• [Activity]:
Search the records below for the string "TrackBounds", and report each line that contains it.

• [Provided entries]:
^^^^^^^^^^^^^^^^

use renderer::{
    Plane, PlaneGeometry, PlaneUniforms, Positionable, Scene, Texture, TextureLoad,
    TextureLoader, Timeline, TrackIndicators, TrackTimeline,
};
use sliderconfig::{SlideEntry, SliderConfig};
use tracing::{debug, info, warn};

use crate::error::SliderError;
use crate::geometry::{ItemGeometry, Rect, TrackBounds, TrackLayout};
use crate::input::{Disposition, InputAdapter, InputEvent};
use crate::motion::MotionState;
use crate::sync::{sync_items, SlideItem};
use crate::viewport::Viewport;

/// Everything the slider reads from its host at construction time.
#[derive(Clone, Copy, Debug, PartialEq)]
pub struct SliderContext {
    pub viewport: Viewport,
    pub config: SliderConfig,
}

/// Owns the motion state, the slide items, and the page timeline, and keeps
/// the planes in a [`Scene`] in step with them.
pub struct Slider {
    context: SliderContext,
    track: Rect,
    motion: MotionState,
    input: InputAdapter,
    items: Vec<SlideItem>,
    timeline: TrackTimeline,
    textures: Option<TextureLoader>,
}

impl Slider {
    /// Measures `layout`, registers one plane per slide in `scene`, and
    /// starts decoding slide images in the background.
    pub fn new(
        context: SliderContext,
        layout: &TrackLayout,
        slides: &[SlideEntry],
        scene: &mut Scene,
    ) -> Result<Self, SliderError> {
        let last = layout.items.last().ok_or(SliderError::EmptyLayout)?;
        if slides.len() != layout.items.len() {
            return Err(SliderError::LayoutMismatch {
                expected: slides.len(),
                found: layout.items.len(),
            });
        }
        context.config.validate()?;

        let bounds = TrackBounds::measure(&layout.track, last);
        if bounds.is_degenerate() {
            warn!(
                track_width = layout.track.width,
                "slides fit inside the track; scrolling disabled"
            );
        }

        let config = context.config;
        let mut textures: Option<TextureLoader> = None;
        let mut items = Vec::with_capacity(slides.len());
        for (rect, slide) in layout.items.iter().zip(slides) {
            let geometry = ItemGeometry::measure(rect, &layout.track, &bounds, &context.viewport);
            let uniforms = PlaneUniforms::new(
                rect.width as f32,
                rect.height as f32,
                config.scale_min as f32,
                config.rgb_shift as f32,
            );
            let mut plane = Plane::new(slide.title.clone(), PlaneGeometry::default(), uniforms);
            plane.set_position(geometry.base_x, geometry.base_y);
            let handle = scene.register(plane);

            if let Some(path) = &slide.image {
                textures
                    .get_or_insert_with(TextureLoader::new)
                    .request(handle, path.clone());
            }
            items.push(SlideItem::new(
                slide.title.clone(),
                slide.image.clone(),
                geometry,
                handle,
                &config,
            ));
        }

        info!(
            slides = items.len(),
            max = bounds.max,
            touch = context.viewport.is_touch_device(),
            "slider ready"
        );

        Ok(Self {
            context,
            track: layout.track,
            motion: MotionState::new(bounds),
            input: InputAdapter::new(context.viewport.modality),
            timeline: TrackTimeline::new(items.len()),
            items,
            textures,
        })
    }

    /// Restricts drag starts to `area`. Hosts re-apply it after a resize.
    pub fn set_drag_area(&mut self, area: Option<Rect>) {
        self.input.set_drag_area(area);
    }

    pub fn drag_area(&self) -> Option<Rect> {
        self.input.drag_area()
    }

    /// One animation frame: integrate motion, drive the page timeline, then
    /// sync every item and its plane.
    pub fn render(&mut self, scene: &mut Scene) {
        self.apply_textures(scene);
        self.motion.integrate(self.context.config.ease);
        self.timeline.set_progress(self.motion.progress());
        self.sync(scene);
    }

    pub fn handle_input(&mut self, event: &InputEvent) -> Disposition {
        self.input
            .handle(event, &mut self.motion, self.context.config.speed)
    }

    /// Re-measures everything for a new viewport and runs one sync pass with
    /// every item forced in.
    pub fn resize(
        &mut self,
        viewport: Viewport,
        layout: &TrackLayout,
        scene: &mut Scene,
    ) -> Result<(), SliderError> {
        let last = layout.items.last().ok_or(SliderError::EmptyLayout)?;
        if layout.items.len() != self.items.len() {
            return Err(SliderError::LayoutMismatch {
                expected: self.items.len(),
                found: layout.items.len(),
            });
        }

        self.motion.set_resizing(true);
        self.context.viewport = viewport;
        self.input.set_modality(viewport.modality);
        self.track = layout.track;

        let bounds = TrackBounds::measure(&layout.track, last);
        if bounds.is_degenerate() && !self.motion.bounds().is_degenerate() {
            warn!(
                track_width = layout.track.width,
                "slides fit inside the track after resize; scrolling disabled"
            );
        }
        self.motion.set_bounds(bounds);
        for (item, rect) in self.items.iter_mut().zip(&layout.items) {
            item.geometry = ItemGeometry::measure(rect, &layout.track, &bounds, &viewport);
            if let Some(plane) = scene.plane_mut(item.plane) {
                plane.set_mesh_size(rect.width, rect.height);
            }
        }
        debug!(
            width = viewport.width,
            height = viewport.height,
            max = bounds.max,
            "slider resized"
        );

        self.sync(scene);
        self.motion.set_resizing(false);
        Ok(())
    }

    /// Swaps the tunables; the next frame picks them up.
    pub fn set_config(&mut self, config: SliderConfig) -> Result<(), SliderError> {
        config.validate()?;
        self.context.config = config;
        Ok(())
    }

    pub fn config(&self) -> &SliderConfig {
        &self.context.config
    }

    pub fn viewport(&self) -> &Viewport {
        &self.context.viewport
    }

    pub fn track(&self) -> &Rect {
        &self.track
    }

    pub fn motion(&self) -> &MotionState {
        &self.motion
    }

    pub fn items(&self) -> &[SlideItem] {
        &self.items
    }

    pub fn indicators(&self) -> TrackIndicators {
        self.timeline.indicators()
    }

    /// Whether any slide image is still decoding.
    pub fn textures_pending(&self) -> bool {
        self.textures
            .as_ref()
            .is_some_and(|loader| loader.pending() > 0)
    }

    /// Releases every plane this slider registered.
    pub fn destroy(self, scene: &mut Scene) {
        for item in &self.items {
            scene.release(item.plane);
        }
        debug!(slides = self.items.len(), "slider destroyed");
    }

    fn sync(&mut self, scene: &mut Scene) {
        sync_items(
            &mut self.items,
            &self.motion,
            self.context.viewport.width,
            &self.context.config,
            scene,
        );
    }

    fn apply_textures(&mut self, scene: &mut Scene) {
        let Some(loader) = self.textures.as_mut() else {
            return;
        };
        for event in loader.poll() {
            let Some(plane) = scene.plane_mut(event.plane) else {
                continue;
            };
            match event.result {
                TextureLoad::Loaded(texture) => {
                    debug!(source = %event.source.display(), "slide texture ready");
                    plane.set_texture(texture);
                }
                TextureLoad::Failed(reason) => {
                    warn!(
                        source = %event.source.display(),
                        %reason,
                        "slide texture failed; keeping placeholder"
                    );
                    plane.set_texture(Texture::placeholder());
                }
            }
        }
    }
}
use crate::geometry::{Point, TrackBounds};
use crate::math::{clamp, round_hundredths, wrap};

/// Scales the remaining distance into the shader's shear/RGB-shift input.
pub const VELOCITY_GAIN: f64 = 0.0005;

#[derive(Clone, Copy, Debug, PartialEq, Default)]
pub enum DragState {
    #[default]
    Idle,
    Dragging {
        anchor: Point,
    },
}

/// Scalar scroll state, integrated once per frame.
#[derive(Clone, Debug, PartialEq)]
pub struct MotionState {
    target: f64,
    current: f64,
    current_rounded: f64,
    velocity: f64,
    progress: f64,
    drag: DragState,
    drag_offset: f64,
    resizing: bool,
    bounds: TrackBounds,
}

impl MotionState {
    pub fn new(bounds: TrackBounds) -> Self {
        Self {
            target: 0.0,
            current: 0.0,
            current_rounded: 0.0,
            velocity: 0.0,
            progress: 0.0,
            drag: DragState::Idle,
            drag_offset: 0.0,
            resizing: false,
            bounds,
        }
    }

    /// Stores `raw` clamped into the track bounds. NaN leaves the target alone.
    pub fn set_target(&mut self, raw: f64) {
        if raw.is_nan() {
            tracing::debug!("ignoring NaN scroll target");
            return;
        }
        self.target = clamp(self.bounds.max, self.bounds.min, raw);
    }

    pub fn nudge_target(&mut self, delta: f64) {
        self.set_target(self.target + delta);
    }

    /// Replaces the bounds and re-clamps the target into them.
    pub fn set_bounds(&mut self, bounds: TrackBounds) {
        self.bounds = bounds;
        self.set_target(self.target);
    }

    /// Advances `current` toward `target` by `ease` of the remaining distance.
    pub fn integrate(&mut self, ease: f64) {
        let ease = ease.clamp(0.0, 1.0);
        self.current += (self.target - self.current) * ease;
        self.current_rounded = round_hundredths(self.current);
        self.velocity = (self.target - self.current) * VELOCITY_GAIN;
        self.progress = if self.bounds.is_degenerate() {
            0.0
        } else {
            wrap(0.0, 1.0, self.current_rounded / self.bounds.max)
        };
    }

    pub fn target(&self) -> f64 {
        self.target
    }

    pub fn current(&self) -> f64 {
        self.current
    }

    pub fn current_rounded(&self) -> f64 {
        self.current_rounded
    }

    pub fn velocity(&self) -> f64 {
        self.velocity
    }

    pub fn progress(&self) -> f64 {
        self.progress
    }

    pub fn bounds(&self) -> TrackBounds {
        self.bounds
    }

    pub fn drag(&self) -> DragState {
        self.drag
    }

    pub fn is_dragging(&self) -> bool {
        matches!(self.drag, DragState::Dragging { .. })
    }

    pub fn drag_offset(&self) -> f64 {
        self.drag_offset
    }

    pub fn is_resizing(&self) -> bool {
        self.resizing
    }

    pub(crate) fn begin_drag(&mut self, anchor: Point) {
        self.drag = DragState::Dragging { anchor };
        self.drag_offset = self.target;
    }

    pub(crate) fn end_drag(&mut self) {
        self.drag = DragState::Idle;
        self.drag_offset = self.target;
    }

    pub(crate) fn set_resizing(&mut self, resizing: bool) {
        self.resizing = resizing;
    }
}

#[cfg(test)]
mod tests {
    use super::*;

    fn motion() -> MotionState {
        MotionState::new(TrackBounds {
            min: 0.0,
            max: -2700.0,
        })
    }

    #[test]
    fn target_is_always_clamped() {
        let mut motion = motion();
        for raw in [-1e12, -2700.5, -2700.0, -40.0, 0.0, 0.1, 5e9, f64::INFINITY, f64::NEG_INFINITY] {
            motion.set_target(raw);
            let target = motion.target();
            assert!((-2700.0..=0.0).contains(&target), "{raw} -> {target}");
        }
    }

    #[test]
    fn nan_target_is_ignored() {
        let mut motion = motion();
        motion.set_target(-300.0);
        motion.set_target(f64::NAN);
        assert_eq!(motion.target(), -300.0);
    }

    #[test]
    fn integrate_is_idempotent_at_equilibrium() {
        let mut motion = motion();
        motion.set_target(-500.0);
        motion.integrate(1.0);
        assert_eq!(motion.current(), -500.0);
        for _ in 0..10 {
            motion.integrate(0.075);
            assert_eq!(motion.current(), -500.0);
            assert_eq!(motion.velocity(), 0.0);
        }
    }

    #[test]
    fn integrate_converges_monotonically() {
        let mut motion = motion();
        motion.set_target(-1000.0);
        let mut last_gap = f64::INFINITY;
        for _ in 0..400 {
            motion.integrate(0.075);
            let gap = (motion.target() - motion.current()).abs();
            assert!(gap <= last_gap);
            last_gap = gap;
        }
        assert!(last_gap < 1e-9);
    }

    #[test]
    fn integrate_quantizes_and_derives_velocity() {
        let mut motion = motion();
        motion.set_target(-100.0);
        motion.integrate(0.075);
        assert!((motion.current() + 7.5).abs() < 1e-12);
        assert_eq!(motion.current_rounded(), -7.5);
        assert!((motion.velocity() + 92.5 * VELOCITY_GAIN).abs() < 1e-12);
    }

    #[test]
    fn progress_is_fraction_of_track() {
        let mut motion = motion();
        motion.set_target(-1350.0);
        motion.integrate(1.0);
        assert!((motion.progress() - 0.5).abs() < 1e-12);

        motion.set_target(-2700.0);
        motion.integrate(1.0);
        assert_eq!(motion.progress(), 0.0);
    }

    #[test]
    fn degenerate_track_reports_zero_progress() {
        let mut motion = MotionState::new(TrackBounds { min: 0.0, max: 0.0 });
        motion.set_target(-50.0);
        motion.integrate(0.5);
        assert_eq!(motion.target(), 0.0);
        assert_eq!(motion.progress(), 0.0);
        assert!(!motion.progress().is_nan());
    }

    #[test]
    fn shrinking_bounds_reclamp_target() {
        let mut motion = motion();
        motion.set_target(-2000.0);
        motion.set_bounds(TrackBounds {
            min: 0.0,
            max: -900.0,
        });
        assert_eq!(motion.target(), -900.0);
    }

    #[test]
    fn drag_lifecycle_tracks_offset() {
        let mut motion = motion();
        motion.set_target(-200.0);
        motion.begin_drag(Point::new(10.0, 20.0));
        assert!(motion.is_dragging());
        assert_eq!(motion.drag_offset(), -200.0);
        motion.set_target(-260.0);
        motion.end_drag();
        assert!(!motion.is_dragging());
        assert_eq!(motion.drag_offset(), -260.0);
    }
}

^^^^^^^^^^^^^^^^

• [Answer to the exercise]:
use crate::geometry::{ItemGeometry, Rect, TrackBounds, TrackLayout};
        let bounds = TrackBounds::measure(&layout.track, last);
        let bounds = TrackBounds::measure(&layout.track, last);
use crate::geometry::{Point, TrackBounds};
    bounds: TrackBounds,
    pub fn new(bounds: TrackBounds) -> Self {
    pub fn set_bounds(&mut self, bounds: TrackBounds) {
    pub fn bounds(&self) -> TrackBounds {
        MotionState::new(TrackBounds {
        let mut motion = MotionState::new(TrackBounds { min: 0.0, max: 0.0 });
        motion.set_bounds(TrackBounds {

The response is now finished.